(YOUR ASSIGNMENT):
Write out the listing below again, precisely as it is given.

☆ ☆ ☆ ☆ ☆

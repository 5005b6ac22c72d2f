//! What each card does once it has been paid for.

use ants_shared::{Card, Field};

use crate::resources::Resources;

/// Stocks that thieves and saboteurs go after.
const STOCKS: [Field; 3] = [Field::Bricks, Field::Weapons, Field::Crystals];

/// Applies `card`'s effect. `own` belongs to the player who played it.
pub fn apply(card: Card, own: &mut Resources, enemy: &mut Resources) {
    match card {
        Card::Wall => own.add(Field::Fence, 3),
        Card::Base => own.add(Field::Castle, 2),
        Card::Defence => own.add(Field::Fence, 6),
        Card::Reserve => {
            own.add(Field::Castle, 8);
            own.subtract(Field::Fence, 4);
        }
        Card::Tower => own.add(Field::Castle, 5),
        Card::School => own.add(Field::Builders, 1),
        Card::Wain => {
            own.add(Field::Castle, 8);
            enemy.subtract(Field::Castle, 4);
        }
        Card::Fence => own.add(Field::Fence, 22),
        Card::Fort => own.add(Field::Castle, 20),
        Card::Babylon => own.add(Field::Castle, 32),

        Card::Archer => enemy.take_damage(2),
        Card::Knight => enemy.take_damage(3),
        Card::Rider => enemy.take_damage(4),
        Card::Platoon => enemy.take_damage(6),
        Card::Recruit => own.add(Field::Soldiers, 1),
        Card::Attack => enemy.take_damage(12),
        Card::Saboteur => {
            for stock in STOCKS {
                enemy.subtract(stock, 4);
            }
        }
        Card::Thief => {
            for stock in STOCKS {
                own.add(stock, enemy.get(stock).min(5));
                enemy.subtract(stock, 5);
            }
        }
        Card::Swat => enemy.subtract(Field::Castle, 10),
        Card::Banshee => enemy.take_damage(32),

        Card::ConjureBricks => own.add(Field::Bricks, 8),
        Card::CrushBricks => enemy.subtract(Field::Bricks, 8),
        Card::ConjureWeapons => own.add(Field::Weapons, 8),
        Card::CrushWeapons => enemy.subtract(Field::Weapons, 8),
        Card::ConjureCrystals => own.add(Field::Crystals, 8),
        Card::CrushCrystals => enemy.subtract(Field::Crystals, 8),
        Card::Sorcerer => own.add(Field::Magi, 1),
        Card::Dragon => enemy.take_damage(25),
        Card::Pixies => own.add(Field::Castle, 22),
        Card::Curse => {
            for field in Field::ALL {
                own.add(field, 1);
                enemy.subtract(field, 1);
                if field.is_production() {
                    enemy.floor(field, 1);
                }
            }
        }
    }
}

☆ ☆ ☆ ☆ ☆

(OUTPUT FOR THIS EXERCISE):
repository 5005b6ac22c72d2f
//! What each card does once it has been paid for.

use ants_shared::{Card, Field};

use crate::resources::Resources;

/// Stocks that thieves and saboteurs go after.
const STOCKS: [Field; 3] = [Field::Bricks, Field::Weapons, Field::Crystals];

/// Applies `card`'s effect. `own` belongs to the player who played it.
pub fn apply(card: Card, own: &mut Resources, enemy: &mut Resources) {
    match card {
        Card::Wall => own.add(Field::Fence, 3),
        Card::Base => own.add(Field::Castle, 2),
        Card::Defence => own.add(Field::Fence, 6),
        Card::Reserve => {
            own.add(Field::Castle, 8);
            own.subtract(Field::Fence, 4);
        }
        Card::Tower => own.add(Field::Castle, 5),
        Card::School => own.add(Field::Builders, 1),
        Card::Wain => {
            own.add(Field::Castle, 8);
            enemy.subtract(Field::Castle, 4);
        }
        Card::Fence => own.add(Field::Fence, 22),
        Card::Fort => own.add(Field::Castle, 20),
        Card::Babylon => own.add(Field::Castle, 32),

        Card::Archer => enemy.take_damage(2),
        Card::Knight => enemy.take_damage(3),
        Card::Rider => enemy.take_damage(4),
        Card::Platoon => enemy.take_damage(6),
        Card::Recruit => own.add(Field::Soldiers, 1),
        Card::Attack => enemy.take_damage(12),
        Card::Saboteur => {
            for stock in STOCKS {
                enemy.subtract(stock, 4);
            }
        }
        Card::Thief => {
            for stock in STOCKS {
                own.add(stock, enemy.get(stock).min(5));
                enemy.subtract(stock, 5);
            }
        }
        Card::Swat => enemy.subtract(Field::Castle, 10),
        Card::Banshee => enemy.take_damage(32),

        Card::ConjureBricks => own.add(Field::Bricks, 8),
        Card::CrushBricks => enemy.subtract(Field::Bricks, 8),
        Card::ConjureWeapons => own.add(Field::Weapons, 8),
        Card::CrushWeapons => enemy.subtract(Field::Weapons, 8),
        Card::ConjureCrystals => own.add(Field::Crystals, 8),
        Card::CrushCrystals => enemy.subtract(Field::Crystals, 8),
        Card::Sorcerer => own.add(Field::Magi, 1),
        Card::Dragon => enemy.take_damage(25),
        Card::Pixies => own.add(Field::Castle, 22),
        Card::Curse => {
            for field in Field::ALL {
                own.add(field, 1);
                enemy.subtract(field, 1);
                if field.is_production() {
                    enemy.floor(field, 1);
                }
            }
        }
    }
}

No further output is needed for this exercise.